> _Data provided_:
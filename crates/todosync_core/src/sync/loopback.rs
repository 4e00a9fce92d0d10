//! Versioned reference remote backed by a `KvStore`.
//!
//! # Responsibility
//! - Apply change records in order, assigning entity versions.
//! - Detect conflicts from `base_version` and report the current snapshot.
//! - Acknowledge replays of already applied records without touching state.
//!
//! # Invariants
//! - A record applied once is never applied again (`remote/applied/` marks).
//! - Consecutive writes from the device that made the current version are
//!   not conflicts; that device already saw its own writes.

use crate::model::change::{ChangeOperation, ChangeRecord, EntityRef};
use crate::model::entity::EntitySnapshot;
use crate::store::{KvStore, StoreError, StoreResult};
use crate::sync::remote::{RecordOutcome, RemoteService, TransportError};
use log::{debug, info};
use serde::{Deserialize, Serialize};
use std::sync::atomic::{AtomicBool, AtomicU64, Ordering};
use std::sync::{Arc, Mutex};
use std::thread;
use std::time::Duration;

const ENTITY_PREFIX: &str = "remote/entity/";
const APPLIED_PREFIX: &str = "remote/applied/";

#[derive(Debug, Clone, Serialize, Deserialize)]
struct RemoteEntry {
    snapshot: EntitySnapshot,
    writer_device: String,
}

pub struct LoopbackRemote {
    store: Arc<dyn KvStore>,
    reachable: AtomicBool,
    latency_ms: AtomicU64,
    write_lock: Mutex<()>,
}

impl LoopbackRemote {
    pub fn new(store: Arc<dyn KvStore>) -> Self {
        Self {
            store,
            reachable: AtomicBool::new(true),
            latency_ms: AtomicU64::new(0),
            write_lock: Mutex::new(()),
        }
    }

    /// An unreachable remote fails every batch with `Unreachable`.
    pub fn set_reachable(&self, reachable: bool) {
        self.reachable.store(reachable, Ordering::SeqCst);
    }

    /// Delay added before each batch is processed.
    pub fn set_latency(&self, latency: Duration) {
        let millis = u64::try_from(latency.as_millis()).unwrap_or(u64::MAX);
        self.latency_ms.store(millis, Ordering::SeqCst);
    }

    pub fn snapshot(&self, entity: &EntityRef) -> StoreResult<Option<EntitySnapshot>> {
        Ok(self.load(entity)?.map(|entry| entry.snapshot))
    }

    /// Seeds or overwrites remote state as if `writer_device` wrote it.
    pub fn put_snapshot(&self, snapshot: &EntitySnapshot, writer_device: &str) -> StoreResult<()> {
        let entry = RemoteEntry {
            snapshot: snapshot.clone(),
            writer_device: writer_device.to_string(),
        };
        self.save(&entry)
    }

    /// Every remote entity, ordered by type then id.
    pub fn snapshots(&self) -> StoreResult<Vec<EntitySnapshot>> {
        self.store
            .list_prefix(ENTITY_PREFIX)?
            .into_iter()
            .map(|(key, raw)| decode_entry(&key, &raw).map(|entry| entry.snapshot))
            .collect()
    }

    pub fn applied_count(&self) -> StoreResult<usize> {
        Ok(self.store.list_prefix(APPLIED_PREFIX)?.len())
    }

    fn apply(&self, record: &ChangeRecord) -> StoreResult<RecordOutcome> {
        let applied_key = applied_key(record);
        if let Some(raw) = self.store.get(&applied_key)? {
            let version = raw.parse::<u64>().map_err(|err| StoreError::Corrupt {
                key: applied_key.clone(),
                message: err.to_string(),
            })?;
            debug!(
                "event=remote_replay module=sync status=ok change_id={}",
                record.id
            );
            return Ok(RecordOutcome::Ack {
                change_id: record.id,
                version,
            });
        }

        let entity = record.entity_ref();
        let current = self.load(&entity)?;
        if let Some(current) = &current {
            let based_on = record.base_version.unwrap_or(0);
            if current.snapshot.version != based_on && current.writer_device != record.device_id {
                return Ok(RecordOutcome::Conflict {
                    change_id: record.id,
                    remote: current.snapshot.clone(),
                });
            }
        }

        let version = current
            .as_ref()
            .map_or(1, |entry| entry.snapshot.version + 1);
        let snapshot = match record.operation {
            ChangeOperation::Delete => {
                let payload = current
                    .map(|entry| entry.snapshot.payload)
                    .unwrap_or(serde_json::Value::Null);
                EntitySnapshot {
                    deleted: true,
                    ..EntitySnapshot::new(&entity, version, payload, record.timestamp)
                }
            }
            ChangeOperation::Create | ChangeOperation::Update => {
                EntitySnapshot::new(&entity, version, record.payload.clone(), record.timestamp)
            }
        };
        self.save(&RemoteEntry {
            snapshot,
            writer_device: record.device_id.clone(),
        })?;
        self.store.set(&applied_key, &version.to_string())?;
        Ok(RecordOutcome::Ack {
            change_id: record.id,
            version,
        })
    }

    fn load(&self, entity: &EntityRef) -> StoreResult<Option<RemoteEntry>> {
        let key = entity_key(entity);
        match self.store.get(&key)? {
            Some(raw) => Ok(Some(decode_entry(&key, &raw)?)),
            None => Ok(None),
        }
    }

    fn save(&self, entry: &RemoteEntry) -> StoreResult<()> {
        let key = entity_key(&entry.snapshot.entity_ref());
        let json = serde_json::to_string(entry).map_err(|err| StoreError::Corrupt {
            key: key.clone(),
            message: err.to_string(),
        })?;
        self.store.set(&key, &json)
    }
}

impl RemoteService for LoopbackRemote {
    fn push_batch(&self, batch: &[ChangeRecord]) -> Result<Vec<RecordOutcome>, TransportError> {
        let latency_ms = self.latency_ms.load(Ordering::SeqCst);
        if latency_ms > 0 {
            thread::sleep(Duration::from_millis(latency_ms));
        }
        if !self.reachable.load(Ordering::SeqCst) {
            return Err(TransportError::Unreachable(
                "loopback remote is offline".to_string(),
            ));
        }

        let _guard = self
            .write_lock
            .lock()
            .unwrap_or_else(|poisoned| poisoned.into_inner());
        let outcomes: Vec<RecordOutcome> = batch
            .iter()
            .map(|record| {
                self.apply(record)
                    .unwrap_or_else(|err| RecordOutcome::Error {
                        change_id: record.id,
                        message: err.to_string(),
                    })
            })
            .collect();
        info!(
            "event=remote_push module=sync status=ok records={}",
            outcomes.len()
        );
        Ok(outcomes)
    }
}

fn entity_key(entity: &EntityRef) -> String {
    format!(
        "{ENTITY_PREFIX}{}/{}",
        entity.entity_type, entity.entity_id
    )
}

fn applied_key(record: &ChangeRecord) -> String {
    format!("{APPLIED_PREFIX}{}/{:020}", record.device_id, record.id)
}

fn decode_entry(key: &str, raw: &str) -> StoreResult<RemoteEntry> {
    serde_json::from_str(raw).map_err(|err| StoreError::Corrupt {
        key: key.to_string(),
        message: err.to_string(),
    })
}

#[cfg(test)]
mod tests {
    use super::LoopbackRemote;
    use crate::model::change::{ChangeOperation, ChangeRecord, EntityRef, SyncStatus};
    use crate::model::entity::EntitySnapshot;
    use crate::store::MemoryKvStore;
    use crate::sync::remote::{RecordOutcome, RemoteService, TransportError};
    use serde_json::{json, Value};
    use std::sync::Arc;

    fn record(
        id: u64,
        device: &str,
        operation: ChangeOperation,
        payload: Value,
        base_version: Option<u64>,
    ) -> ChangeRecord {
        ChangeRecord {
            id,
            device_id: device.to_string(),
            entity_type: "todo".to_string(),
            entity_id: "t1".to_string(),
            operation,
            payload,
            base_version,
            timestamp: 100 + id as i64,
            sync_status: SyncStatus::Syncing,
            attempts: 1,
            last_error: None,
        }
    }

    fn remote() -> LoopbackRemote {
        LoopbackRemote::new(Arc::new(MemoryKvStore::new()))
    }

    #[test]
    fn versions_increase_per_applied_record() {
        let remote = remote();
        let outcomes = remote
            .push_batch(&[
                record(1, "a", ChangeOperation::Create, json!({"v": 1}), None),
                record(2, "a", ChangeOperation::Update, json!({"v": 2}), Some(0)),
            ])
            .expect("push should succeed");
        assert_eq!(
            outcomes,
            vec![
                RecordOutcome::Ack { change_id: 1, version: 1 },
                RecordOutcome::Ack { change_id: 2, version: 2 },
            ]
        );
        let stored = remote
            .snapshot(&EntityRef::new("todo", "t1"))
            .expect("read")
            .expect("entity exists");
        assert_eq!(stored.payload, json!({"v": 2}));
    }

    #[test]
    fn replay_is_acknowledged_without_change() {
        let remote = remote();
        let create = record(1, "a", ChangeOperation::Create, json!({"v": 1}), None);
        remote.push_batch(&[create.clone()]).expect("first push");
        let before = remote.snapshots().expect("list");

        let outcomes = remote.push_batch(&[create]).expect("replay");
        assert_eq!(outcomes, vec![RecordOutcome::Ack { change_id: 1, version: 1 }]);
        assert_eq!(remote.snapshots().expect("list"), before);
        assert_eq!(remote.applied_count().expect("count"), 1);
    }

    #[test]
    fn stale_write_from_other_device_conflicts() {
        let remote = remote();
        let entity = EntityRef::new("todo", "t1");
        let theirs = EntitySnapshot::new(&entity, 4, json!({"v": "theirs"}), 50);
        remote.put_snapshot(&theirs, "b").expect("seed");

        let outcomes = remote
            .push_batch(&[record(1, "a", ChangeOperation::Update, json!({"v": 1}), Some(3))])
            .expect("push");
        assert_eq!(
            outcomes,
            vec![RecordOutcome::Conflict {
                change_id: 1,
                remote: theirs,
            }]
        );
    }

    #[test]
    fn delete_keeps_payload_as_tombstone() {
        let remote = remote();
        remote
            .push_batch(&[
                record(1, "a", ChangeOperation::Create, json!({"v": 1}), None),
                record(2, "a", ChangeOperation::Delete, Value::Null, Some(1)),
            ])
            .expect("push");
        let stored = remote
            .snapshot(&EntityRef::new("todo", "t1"))
            .expect("read")
            .expect("tombstone exists");
        assert!(stored.deleted);
        assert_eq!(stored.payload, json!({"v": 1}));
    }

    #[test]
    fn unreachable_remote_fails_whole_batch() {
        let remote = remote();
        remote.set_reachable(false);
        let err = remote
            .push_batch(&[record(1, "a", ChangeOperation::Create, json!({}), None)])
            .expect_err("offline remote must fail");
        assert!(matches!(err, TransportError::Unreachable(_)));
    }
}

> _The task_:
Write out the records exactly, starting at the first line and stopping after the line that contains "its own writes.".

> _Your solution_:
filename crates/todosync_core/src/sync/loopback.rs
repository 4e00a9fce92d0d10
//! Versioned reference remote backed by a `KvStore`.
//!
//! # Responsibility
//! - Apply change records in order, assigning entity versions.
//! - Detect conflicts from `base_version` and report the current snapshot.
//! - Acknowledge replays of already applied records without touching state.
//!
//! # Invariants
//! - A record applied once is never applied again (`remote/applied/` marks).
//! - Consecutive writes from the device that made the current version are
//!   not conflicts; that device already saw its own writes.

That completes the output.